Another experiment embedded in a December 2008 Pew Research Center poll also resulted in a contrast effect. When people were asked “All in all, are you satisfied or dissatisfied with the way things are going in this country today?” immediately after having been asked “Do you approve or disapprove of the way George W. Bush is handling his job as president?”; 88% said they were dissatisfied, compared with only 78% without the context of the prior question.
Responses to presidential approval remained relatively unchanged whether national satisfaction was asked before or after it. A similar finding occurred in December 2004 when both satisfaction and presidential approval were much higher (57% were dissatisfied when Bush approval was asked first vs. 51% when general satisfaction was asked first).
Several studies also have shown that asking a more specific question before a more general question (e.g., asking about happiness with one’s marriage before asking about one’s overall happiness) can result in a contrast effect. Although some exceptions have been found, people tend to avoid redundancy by excluding the more specific question from the general rating.
Assimilation effects occur when responses to two questions are more consistent or closer together because of their placement in the questionnaire. We found an example of an assimilation effect in a Pew Research Center poll conducted in November 2008 when we asked whether Republican leaders should work with Obama or stand up to him on important issues and whether Democratic leaders should work with Republican leaders or stand up to them on important issues. People were more likely to say that Republican leaders should work with Obama when the question was preceded by the one asking what Democratic leaders should do in working with Republican leaders (81% vs. 66%). However, when people were first asked about Republican leaders working with Obama, fewer said that Democratic leaders should work with Republican leaders (71% vs. 82%).

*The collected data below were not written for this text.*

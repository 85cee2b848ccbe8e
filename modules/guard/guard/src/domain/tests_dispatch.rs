#![allow(clippy::unwrap_used, clippy::expect_used)]

use std::sync::Arc;

use guard_sdk::{AccountStatusError, GuardError, Token};
use tracing_test::traced_test;

use crate::config::GuardConfig;
use crate::domain::{AuthenticationProvider, BuildError, UserChecker};
use crate::test_support::{
    Fixture, InMemoryUsers, StaticChecker, TestUser, post_token, pre_token,
    pre_token_with_password, provider_with,
};

fn assert_send_sync<T: Send + Sync>() {}

#[test]
fn provider_is_shareable_across_threads() {
    assert_send_sync::<AuthenticationProvider>();
}

#[tokio::test]
async fn only_the_matching_authenticator_is_invoked() {
    let fixture = Fixture::new(3);
    let provider = provider_with("fw", &fixture, StaticChecker::allow());

    let token = provider.authenticate(pre_token("fw_1", "alice")).await.unwrap();

    assert!(fixture.authenticators[0].calls().is_empty());
    assert!(fixture.authenticators[2].calls().is_empty());
    assert_eq!(
        fixture.all_calls(),
        [
            "1:resolve_user",
            "checker:pre",
            "1:verify_credentials",
            "checker:post",
            "1:create_authenticated_token",
        ]
    );
    assert_eq!(
        token.attribute("authenticator"),
        Some(&serde_json::Value::String("1".to_owned()))
    );
    assert_eq!(token.context_name().as_str(), "fw");
    assert_eq!(token.user().identifier(), "alice");
    assert!(token.is_authenticated());
}

#[tokio::test]
async fn failed_verification_is_bad_credentials() {
    let fixture = Fixture::new(1);
    let provider = provider_with("fw", &fixture, StaticChecker::allow());

    let err = provider
        .authenticate(pre_token_with_password("fw_0", "alice", "wrong"))
        .await
        .unwrap_err();

    assert!(matches!(err, GuardError::BadCredentials));
    assert_eq!(
        fixture.all_calls(),
        ["0:resolve_user", "checker:pre", "0:verify_credentials"]
    );
}

#[tokio::test]
async fn unresolved_user_fails_before_any_check() {
    let fixture = Fixture::new(2);
    let provider = provider_with("fw", &fixture, StaticChecker::allow());

    let err = provider
        .authenticate(pre_token("fw_0", "mallory"))
        .await
        .unwrap_err();

    assert!(matches!(err, GuardError::AuthenticationFailed(_)));
    assert_eq!(fixture.all_calls(), ["0:resolve_user"]);
}

#[tokio::test]
async fn invalidated_token_expires_with_empty_authenticator_list() {
    let fixture = Fixture::new(0);
    let provider = provider_with("fw", &fixture, StaticChecker::allow());

    let err = provider.authenticate(post_token("fw", false)).await.unwrap_err();

    assert!(matches!(err, GuardError::Expired));
    assert!(err.requires_reauthentication());
}

#[tokio::test]
async fn invalidated_token_expires_without_consulting_collaborators() {
    let fixture = Fixture::new(3);
    let provider = provider_with("fw", &fixture, StaticChecker::allow());

    let err = provider.authenticate(post_token("fw", false)).await.unwrap_err();

    assert!(matches!(err, GuardError::Expired));
    assert!(fixture.all_calls().is_empty());
}

#[tokio::test]
async fn authenticated_post_token_is_returned_unchanged() {
    let fixture = Fixture::new(1);
    let provider = provider_with("fw", &fixture, StaticChecker::allow());

    let token = provider.authenticate(post_token("fw", true)).await.unwrap();

    assert!(token.is_authenticated());
    assert_eq!(token.user().identifier(), "alice");
    assert!(fixture.all_calls().is_empty());
}

#[tokio::test]
async fn foreign_context_is_unsupported_and_mismatched() {
    let fixture = Fixture::new(1);
    let provider = provider_with("fw_a", &fixture, StaticChecker::allow());
    let token = pre_token("fw_b_0", "alice");

    assert!(!provider.supports(&token));

    match provider.authenticate(token).await {
        Err(err @ GuardError::OriginMismatch { .. }) => {
            assert!(err.to_string().contains("fw_b_0"));
        }
        other => panic!("Expected OriginMismatch, got: {other:?}"),
    }
    assert!(fixture.all_calls().is_empty());
}

#[tokio::test]
#[traced_test]
async fn origin_mismatch_is_logged_with_context_key() {
    let fixture = Fixture::new(2);
    let provider = provider_with("fw", &fixture, StaticChecker::allow());

    let result = provider.authenticate(pre_token("fw_7", "alice")).await;

    assert!(matches!(result, Err(GuardError::OriginMismatch { .. })));
    assert!(logs_contain("did not originate from any authenticator"));
    assert!(logs_contain("fw_7"));
    assert!(!logs_contain(crate::test_support::PASSWORD));
}

#[tokio::test]
async fn anonymous_token_is_unsupported() {
    let fixture = Fixture::new(1);
    let provider = provider_with("fw", &fixture, StaticChecker::allow());

    assert!(!provider.supports(&Token::Anonymous));
    let err = provider.authenticate(Token::Anonymous).await.unwrap_err();
    assert!(matches!(err, GuardError::UnsupportedToken(_)));
}

#[test]
fn supports_checks_context_and_registered_id() {
    let fixture = Fixture::new(3);
    let provider = provider_with("fw", &fixture, StaticChecker::allow());

    assert!(provider.supports(&pre_token("fw_0", "alice")));
    assert!(provider.supports(&pre_token("fw_2", "alice")));
    assert!(!provider.supports(&pre_token("fw_3", "alice")));
    assert!(!provider.supports(&pre_token("fw_-1", "alice")));
    assert!(!provider.supports(&pre_token("fw_x", "alice")));
    assert!(!provider.supports(&pre_token("fw", "alice")));
    assert!(!provider.supports(&pre_token("other_0", "alice")));
    assert!(!provider.supports(&post_token("fw", true)));

    assert!(fixture.all_calls().is_empty());
}

#[test]
fn supports_with_empty_list_is_always_false() {
    let fixture = Fixture::new(0);
    let provider = provider_with("fw", &fixture, StaticChecker::allow());

    assert!(!provider.supports(&pre_token("fw_0", "alice")));
}

#[tokio::test]
async fn pre_auth_failure_propagates_and_skips_verification() {
    let fixture = Fixture::new(1);
    let provider = provider_with(
        "fw",
        &fixture,
        StaticChecker::reject_pre(AccountStatusError::Rejected("on hold".to_owned())),
    );

    let err = provider.authenticate(pre_token("fw_0", "alice")).await.unwrap_err();

    match err {
        GuardError::AccountStatus(AccountStatusError::Rejected(reason)) => {
            assert_eq!(reason, "on hold");
        }
        other => panic!("Expected AccountStatus, got: {other:?}"),
    }
    assert_eq!(fixture.all_calls(), ["0:resolve_user", "checker:pre"]);
}

#[tokio::test]
async fn post_auth_failure_propagates_and_skips_token_creation() {
    let fixture = Fixture::new(1);
    let provider = provider_with(
        "fw",
        &fixture,
        StaticChecker::reject_post(AccountStatusError::CredentialsExpired),
    );

    let err = provider.authenticate(pre_token("fw_0", "alice")).await.unwrap_err();

    assert!(matches!(
        err,
        GuardError::AccountStatus(AccountStatusError::CredentialsExpired)
    ));
    assert_eq!(
        fixture.all_calls(),
        [
            "0:resolve_user",
            "checker:pre",
            "0:verify_credentials",
            "checker:post",
        ]
    );
}

#[tokio::test]
async fn default_user_checker_rejects_locked_account() {
    let locked = TestUser {
        locked: true,
        ..TestUser::new("bob")
    };
    let fixture = Fixture::with_store(1, Arc::new(InMemoryUsers::new(vec![locked])));
    let provider = provider_with("fw", &fixture, UserChecker::new());

    let err = provider.authenticate(pre_token("fw_0", "bob")).await.unwrap_err();

    assert!(matches!(
        err,
        GuardError::AccountStatus(AccountStatusError::Locked)
    ));
    assert!(!fixture.all_calls().iter().any(|c| c == "0:verify_credentials"));
}

#[tokio::test]
async fn user_store_failure_propagates_unchanged() {
    let fixture = Fixture::with_store(1, Arc::new(InMemoryUsers::unavailable()));
    let provider = provider_with("fw", &fixture, StaticChecker::allow());

    let err = provider.authenticate(pre_token("fw_0", "alice")).await.unwrap_err();

    match err {
        GuardError::ServiceUnavailable(msg) => assert_eq!(msg, "user store is offline"),
        other => panic!("Expected ServiceUnavailable, got: {other:?}"),
    }
    assert_eq!(fixture.all_calls(), ["0:resolve_user"]);
}

#[tokio::test]
async fn explicit_ids_survive_reordering() {
    let fixture = Fixture::new(2);
    let [first, second] = [&fixture.authenticators[0], &fixture.authenticators[1]];

    let provider = AuthenticationProvider::builder(
        "fw",
        fixture.users.clone(),
        fixture.checker(StaticChecker::allow()),
    )
    .authenticator_with_id("api-key", second.clone())
    .authenticator_with_id("form", first.clone())
    .build()
    .unwrap();

    assert_eq!(
        provider.context_keys().map(ToString::to_string).collect::<Vec<_>>(),
        ["fw_api-key", "fw_form"]
    );
    assert!(provider.supports(&pre_token("fw_form", "alice")));
    assert!(!provider.supports(&pre_token("fw_0", "alice")));

    provider.authenticate(pre_token("fw_form", "alice")).await.unwrap();
    assert_eq!(first.calls().len(), 3);
    assert!(second.calls().is_empty());
}

#[test]
fn duplicate_ids_fail_fast() {
    let fixture = Fixture::new(2);
    let [first, second] = [&fixture.authenticators[0], &fixture.authenticators[1]];

    // explicit "1" collides with the positional id of the second entry
    let result = AuthenticationProvider::builder(
        "fw",
        fixture.users.clone(),
        fixture.checker(StaticChecker::allow()),
    )
    .authenticator_with_id("1", first.clone())
    .authenticator(second.clone())
    .build();

    match result {
        Err(BuildError::DuplicateAuthenticatorId { context, id }) => {
            assert_eq!(context, "fw");
            assert_eq!(id, "1");
        }
        Err(other) => panic!("Expected DuplicateAuthenticatorId, got: {other:?}"),
        Ok(_) => panic!("Expected DuplicateAuthenticatorId, got a provider"),
    }
}

#[test]
fn ids_containing_the_separator_are_rejected() {
    let fixture = Fixture::new(1);

    let result = AuthenticationProvider::builder(
        "fw",
        fixture.users.clone(),
        fixture.checker(StaticChecker::allow()),
    )
    .authenticator_with_id("a_0", fixture.authenticators[0].clone())
    .build();

    assert!(matches!(result, Err(BuildError::InvalidAuthenticatorId(_))));
}

#[test]
fn invalid_context_name_is_rejected() {
    let fixture = Fixture::new(1);

    let result = AuthenticationProvider::new(
        fixture.dyn_authenticators(),
        fixture.users.clone(),
        "",
        fixture.checker(StaticChecker::allow()),
    );

    assert!(matches!(result, Err(BuildError::InvalidContextName(_))));
}

#[test]
fn from_config_assigns_configured_ids() {
    let fixture = Fixture::new(2);
    let cfg = GuardConfig {
        context_name: "admin_area".to_owned(),
        authenticator_ids: vec!["form".to_owned(), "token".to_owned()],
    };

    let provider = AuthenticationProvider::from_config(
        &cfg,
        fixture.dyn_authenticators(),
        fixture.users.clone(),
        fixture.checker(UserChecker::new()),
    )
    .unwrap();

    assert_eq!(provider.context_name().as_str(), "admin_area");
    assert_eq!(
        provider.authenticator_ids().map(ToString::to_string).collect::<Vec<_>>(),
        ["form", "token"]
    );
    assert!(provider.supports(&pre_token("admin_area_token", "alice")));
}

#[test]
fn from_config_without_ids_is_positional() {
    let fixture = Fixture::new(2);
    let cfg = GuardConfig {
        context_name: "fw".to_owned(),
        ..GuardConfig::default()
    };

    let provider = AuthenticationProvider::from_config(
        &cfg,
        fixture.dyn_authenticators(),
        fixture.users.clone(),
        fixture.checker(UserChecker::new()),
    )
    .unwrap();

    assert!(provider.supports(&pre_token("fw_1", "alice")));
}

#[test]
fn from_config_rejects_count_mismatch() {
    let fixture = Fixture::new(2);
    let cfg = GuardConfig {
        context_name: "fw".to_owned(),
        authenticator_ids: vec!["form".to_owned()],
    };

    let result = AuthenticationProvider::from_config(
        &cfg,
        fixture.dyn_authenticators(),
        fixture.users.clone(),
        fixture.checker(UserChecker::new()),
    );

    assert!(matches!(
        result,
        Err(BuildError::AuthenticatorCountMismatch {
            configured: 1,
            supplied: 2
        })
    ));
}

#[tokio::test(flavor = "multi_thread", worker_threads = 4)]
async fn concurrent_dispatch_shares_one_provider() {
    let fixture = Fixture::new(2);
    let provider = Arc::new(provider_with("fw", &fixture, StaticChecker::allow()));

    let handles: Vec<_> = (0..32)
        .map(|i| {
            let provider = Arc::clone(&provider);
            tokio::spawn(async move {
                let key = format!("fw_{}", i % 2);
                let password = if i % 4 < 2 { "secret" } else { "wrong" };
                provider
                    .authenticate(pre_token_with_password(&key, "alice", password))
                    .await
            })
        })
        .collect();

    let results = futures::future::join_all(handles).await;
    let (ok, failed): (Vec<_>, Vec<_>) = results
        .into_iter()
        .map(|joined| joined.unwrap())
        .partition(Result::is_ok);

    assert_eq!(ok.len(), 16);
    assert_eq!(failed.len(), 16);
    assert!(
        failed
            .iter()
            .all(|r| matches!(r, Err(GuardError::BadCredentials)))
    );
    // per authenticator: 8 successes x 3 calls, 8 rejections x 2 calls
    assert_eq!(fixture.authenticators[0].calls().len(), 40);
    assert_eq!(fixture.authenticators[1].calls().len(), 40);
}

The order questions are asked is of particular importance when tracking trends over time. As a result, care should be taken to ensure that the context is similar each time a question is asked. Modifying the context of the question could call into question any observed changes over time (see measuring change over time for more information).
A questionnaire, like a conversation, should be grouped by topic and unfold in a logical order. It is often helpful to begin the survey with simple questions that respondents will find interesting and engaging. Throughout the survey, an effort should be made to keep the survey interesting and not overburden respondents with several difficult questions right after one another. Demographic questions such as income, education or age should not be asked near the beginning of a survey unless they are needed to determine eligibility for the survey or for routing respondents through particular sections of the questionnaire. Even then, it is best to precede such items with more interesting and engaging questions. One virtue of survey panels like the ATP is that demographic questions usually only need to be asked once a year, not in each survey.